Assigned task: The expected output is each line below containing "multi", copied in full.

Dataset records:
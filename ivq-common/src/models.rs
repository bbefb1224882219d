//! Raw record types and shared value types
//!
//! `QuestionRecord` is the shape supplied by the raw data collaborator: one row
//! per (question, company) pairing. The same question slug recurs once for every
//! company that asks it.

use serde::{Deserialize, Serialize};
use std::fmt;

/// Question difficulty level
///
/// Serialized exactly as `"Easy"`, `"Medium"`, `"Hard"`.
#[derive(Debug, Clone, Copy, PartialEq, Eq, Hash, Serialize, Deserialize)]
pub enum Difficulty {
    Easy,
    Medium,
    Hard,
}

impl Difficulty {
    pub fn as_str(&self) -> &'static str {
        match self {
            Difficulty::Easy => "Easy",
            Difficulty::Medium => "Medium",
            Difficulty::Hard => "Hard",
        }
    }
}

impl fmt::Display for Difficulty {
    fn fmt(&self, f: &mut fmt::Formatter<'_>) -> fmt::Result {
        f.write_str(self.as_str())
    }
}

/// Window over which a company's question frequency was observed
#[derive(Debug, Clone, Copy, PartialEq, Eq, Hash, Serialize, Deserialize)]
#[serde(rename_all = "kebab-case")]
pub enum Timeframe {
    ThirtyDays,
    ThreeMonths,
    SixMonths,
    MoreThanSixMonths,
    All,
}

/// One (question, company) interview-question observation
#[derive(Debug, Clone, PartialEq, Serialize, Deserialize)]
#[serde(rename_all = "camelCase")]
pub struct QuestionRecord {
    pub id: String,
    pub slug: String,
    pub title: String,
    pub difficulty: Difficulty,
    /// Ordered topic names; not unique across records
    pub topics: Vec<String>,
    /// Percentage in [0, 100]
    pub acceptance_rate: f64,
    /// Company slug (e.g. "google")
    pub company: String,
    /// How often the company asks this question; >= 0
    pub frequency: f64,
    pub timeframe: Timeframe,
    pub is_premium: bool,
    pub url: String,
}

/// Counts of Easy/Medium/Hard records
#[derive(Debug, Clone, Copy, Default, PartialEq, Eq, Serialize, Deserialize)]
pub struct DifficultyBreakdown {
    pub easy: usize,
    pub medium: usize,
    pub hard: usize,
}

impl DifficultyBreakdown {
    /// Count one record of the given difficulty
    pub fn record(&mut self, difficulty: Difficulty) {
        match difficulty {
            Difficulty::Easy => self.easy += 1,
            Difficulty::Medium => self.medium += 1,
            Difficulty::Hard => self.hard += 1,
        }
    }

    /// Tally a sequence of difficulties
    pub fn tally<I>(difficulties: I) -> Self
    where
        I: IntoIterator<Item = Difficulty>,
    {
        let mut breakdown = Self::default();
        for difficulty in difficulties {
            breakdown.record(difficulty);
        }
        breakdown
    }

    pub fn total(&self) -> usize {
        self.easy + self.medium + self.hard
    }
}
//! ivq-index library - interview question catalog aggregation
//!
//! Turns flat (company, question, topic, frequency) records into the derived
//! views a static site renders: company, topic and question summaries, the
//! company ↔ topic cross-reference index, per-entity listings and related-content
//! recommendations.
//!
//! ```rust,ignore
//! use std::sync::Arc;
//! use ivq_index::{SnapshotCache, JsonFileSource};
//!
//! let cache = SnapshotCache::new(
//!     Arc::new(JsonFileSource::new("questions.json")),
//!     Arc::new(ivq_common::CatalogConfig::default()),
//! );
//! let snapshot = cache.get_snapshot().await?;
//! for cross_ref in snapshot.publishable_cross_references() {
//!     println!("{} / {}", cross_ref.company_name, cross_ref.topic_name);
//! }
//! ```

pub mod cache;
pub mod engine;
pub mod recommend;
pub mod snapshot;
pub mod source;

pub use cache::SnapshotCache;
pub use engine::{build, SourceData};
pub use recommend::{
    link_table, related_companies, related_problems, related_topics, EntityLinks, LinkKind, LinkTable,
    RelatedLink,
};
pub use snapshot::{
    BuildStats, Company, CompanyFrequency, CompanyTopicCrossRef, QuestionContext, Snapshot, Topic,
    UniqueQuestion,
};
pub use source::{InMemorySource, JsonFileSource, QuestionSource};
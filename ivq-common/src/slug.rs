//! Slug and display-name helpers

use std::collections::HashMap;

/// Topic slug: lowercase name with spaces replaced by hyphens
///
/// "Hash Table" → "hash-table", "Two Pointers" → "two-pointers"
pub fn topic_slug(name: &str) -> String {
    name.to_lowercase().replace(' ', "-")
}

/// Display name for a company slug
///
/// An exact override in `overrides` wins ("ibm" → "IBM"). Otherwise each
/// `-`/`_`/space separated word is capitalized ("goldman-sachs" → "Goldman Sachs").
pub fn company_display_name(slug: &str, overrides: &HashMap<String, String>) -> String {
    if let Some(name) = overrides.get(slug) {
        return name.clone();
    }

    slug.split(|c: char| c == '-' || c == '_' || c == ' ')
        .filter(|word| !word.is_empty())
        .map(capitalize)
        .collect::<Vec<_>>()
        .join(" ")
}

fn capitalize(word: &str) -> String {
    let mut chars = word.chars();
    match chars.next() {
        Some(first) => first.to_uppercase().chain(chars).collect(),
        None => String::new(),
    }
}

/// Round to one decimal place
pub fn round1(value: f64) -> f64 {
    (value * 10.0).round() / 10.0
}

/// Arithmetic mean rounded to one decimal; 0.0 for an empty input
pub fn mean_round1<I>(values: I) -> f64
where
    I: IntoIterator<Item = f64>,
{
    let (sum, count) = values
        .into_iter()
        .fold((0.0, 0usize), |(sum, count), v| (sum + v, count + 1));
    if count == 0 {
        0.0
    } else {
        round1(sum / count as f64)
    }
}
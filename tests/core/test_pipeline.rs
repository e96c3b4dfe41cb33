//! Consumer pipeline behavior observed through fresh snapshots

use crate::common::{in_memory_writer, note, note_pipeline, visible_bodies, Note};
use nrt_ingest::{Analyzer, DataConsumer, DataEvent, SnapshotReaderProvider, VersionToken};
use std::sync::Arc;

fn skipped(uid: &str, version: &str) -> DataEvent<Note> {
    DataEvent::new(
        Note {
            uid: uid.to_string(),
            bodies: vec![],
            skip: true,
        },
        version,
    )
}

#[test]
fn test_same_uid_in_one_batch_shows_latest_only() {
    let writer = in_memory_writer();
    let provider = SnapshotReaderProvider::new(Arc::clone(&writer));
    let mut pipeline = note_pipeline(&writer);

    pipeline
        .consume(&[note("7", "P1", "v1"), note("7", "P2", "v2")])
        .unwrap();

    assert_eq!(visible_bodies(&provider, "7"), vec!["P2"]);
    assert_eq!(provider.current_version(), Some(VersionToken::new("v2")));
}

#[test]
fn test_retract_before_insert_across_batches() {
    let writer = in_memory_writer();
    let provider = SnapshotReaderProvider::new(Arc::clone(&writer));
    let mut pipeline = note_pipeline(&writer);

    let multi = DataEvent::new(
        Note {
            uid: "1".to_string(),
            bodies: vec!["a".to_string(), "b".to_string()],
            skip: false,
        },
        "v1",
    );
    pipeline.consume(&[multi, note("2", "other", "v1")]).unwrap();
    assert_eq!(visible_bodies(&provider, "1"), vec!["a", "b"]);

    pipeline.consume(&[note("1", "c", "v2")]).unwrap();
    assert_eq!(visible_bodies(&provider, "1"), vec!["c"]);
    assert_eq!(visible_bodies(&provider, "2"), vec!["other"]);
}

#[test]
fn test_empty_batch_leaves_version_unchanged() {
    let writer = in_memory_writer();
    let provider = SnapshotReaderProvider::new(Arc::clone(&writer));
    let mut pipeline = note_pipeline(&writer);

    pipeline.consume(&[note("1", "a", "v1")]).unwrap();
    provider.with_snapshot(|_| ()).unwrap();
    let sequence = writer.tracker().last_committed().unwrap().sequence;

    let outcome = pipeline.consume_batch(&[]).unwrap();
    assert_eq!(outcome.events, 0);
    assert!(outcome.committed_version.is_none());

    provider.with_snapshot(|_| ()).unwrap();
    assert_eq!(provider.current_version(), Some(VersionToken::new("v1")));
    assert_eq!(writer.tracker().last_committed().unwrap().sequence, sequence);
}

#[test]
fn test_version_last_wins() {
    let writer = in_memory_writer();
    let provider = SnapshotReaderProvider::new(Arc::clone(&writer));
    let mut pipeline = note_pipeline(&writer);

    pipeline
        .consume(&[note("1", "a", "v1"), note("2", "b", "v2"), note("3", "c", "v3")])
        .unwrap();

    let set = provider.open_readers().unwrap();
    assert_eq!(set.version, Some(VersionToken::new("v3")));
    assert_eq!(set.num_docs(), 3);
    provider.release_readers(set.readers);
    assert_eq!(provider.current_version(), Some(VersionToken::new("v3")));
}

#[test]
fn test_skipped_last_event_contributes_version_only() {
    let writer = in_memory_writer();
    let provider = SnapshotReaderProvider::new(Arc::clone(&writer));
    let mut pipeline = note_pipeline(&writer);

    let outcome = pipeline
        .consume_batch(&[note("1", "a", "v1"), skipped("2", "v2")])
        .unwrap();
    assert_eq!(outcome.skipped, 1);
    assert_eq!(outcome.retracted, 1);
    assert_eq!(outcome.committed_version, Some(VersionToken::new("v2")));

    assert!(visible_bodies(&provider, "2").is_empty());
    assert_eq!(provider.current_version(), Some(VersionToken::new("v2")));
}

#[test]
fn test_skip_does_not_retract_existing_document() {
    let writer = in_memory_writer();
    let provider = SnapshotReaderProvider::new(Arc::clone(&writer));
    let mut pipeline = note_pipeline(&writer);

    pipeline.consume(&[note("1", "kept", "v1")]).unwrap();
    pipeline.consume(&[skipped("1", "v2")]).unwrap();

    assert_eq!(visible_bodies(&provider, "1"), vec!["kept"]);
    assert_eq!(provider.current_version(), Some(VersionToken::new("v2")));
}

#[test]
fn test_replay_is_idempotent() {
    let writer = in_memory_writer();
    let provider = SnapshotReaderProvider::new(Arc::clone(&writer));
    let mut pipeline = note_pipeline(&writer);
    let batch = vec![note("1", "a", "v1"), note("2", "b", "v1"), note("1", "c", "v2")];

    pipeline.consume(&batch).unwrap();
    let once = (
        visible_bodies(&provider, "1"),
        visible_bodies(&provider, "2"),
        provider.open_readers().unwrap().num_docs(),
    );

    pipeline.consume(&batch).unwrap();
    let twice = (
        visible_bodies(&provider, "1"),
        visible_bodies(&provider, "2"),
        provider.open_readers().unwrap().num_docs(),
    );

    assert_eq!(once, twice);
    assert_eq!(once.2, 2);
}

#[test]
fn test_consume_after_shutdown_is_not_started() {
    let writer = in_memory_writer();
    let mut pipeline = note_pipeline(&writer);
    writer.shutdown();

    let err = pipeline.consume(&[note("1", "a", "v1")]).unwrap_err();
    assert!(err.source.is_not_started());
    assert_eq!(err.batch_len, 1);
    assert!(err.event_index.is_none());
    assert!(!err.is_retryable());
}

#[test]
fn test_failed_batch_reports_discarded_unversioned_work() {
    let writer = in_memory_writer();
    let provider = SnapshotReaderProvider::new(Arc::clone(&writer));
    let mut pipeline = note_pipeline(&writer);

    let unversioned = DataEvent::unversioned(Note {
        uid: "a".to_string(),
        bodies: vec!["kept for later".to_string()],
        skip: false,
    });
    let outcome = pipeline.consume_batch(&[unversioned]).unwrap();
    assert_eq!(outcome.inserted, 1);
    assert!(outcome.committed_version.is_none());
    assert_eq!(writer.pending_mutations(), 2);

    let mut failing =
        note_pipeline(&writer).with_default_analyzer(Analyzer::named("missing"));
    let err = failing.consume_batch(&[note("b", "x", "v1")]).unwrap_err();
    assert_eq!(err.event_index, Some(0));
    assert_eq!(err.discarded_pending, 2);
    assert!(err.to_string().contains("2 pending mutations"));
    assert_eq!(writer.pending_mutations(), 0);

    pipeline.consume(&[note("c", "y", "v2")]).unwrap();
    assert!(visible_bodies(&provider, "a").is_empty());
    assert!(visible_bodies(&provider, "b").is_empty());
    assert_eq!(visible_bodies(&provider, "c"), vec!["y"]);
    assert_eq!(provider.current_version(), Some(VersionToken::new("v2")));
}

Answer for the task:
    let multi = DataEvent::new(
    pipeline.consume(&[multi, note("2", "other", "v1")]).unwrap();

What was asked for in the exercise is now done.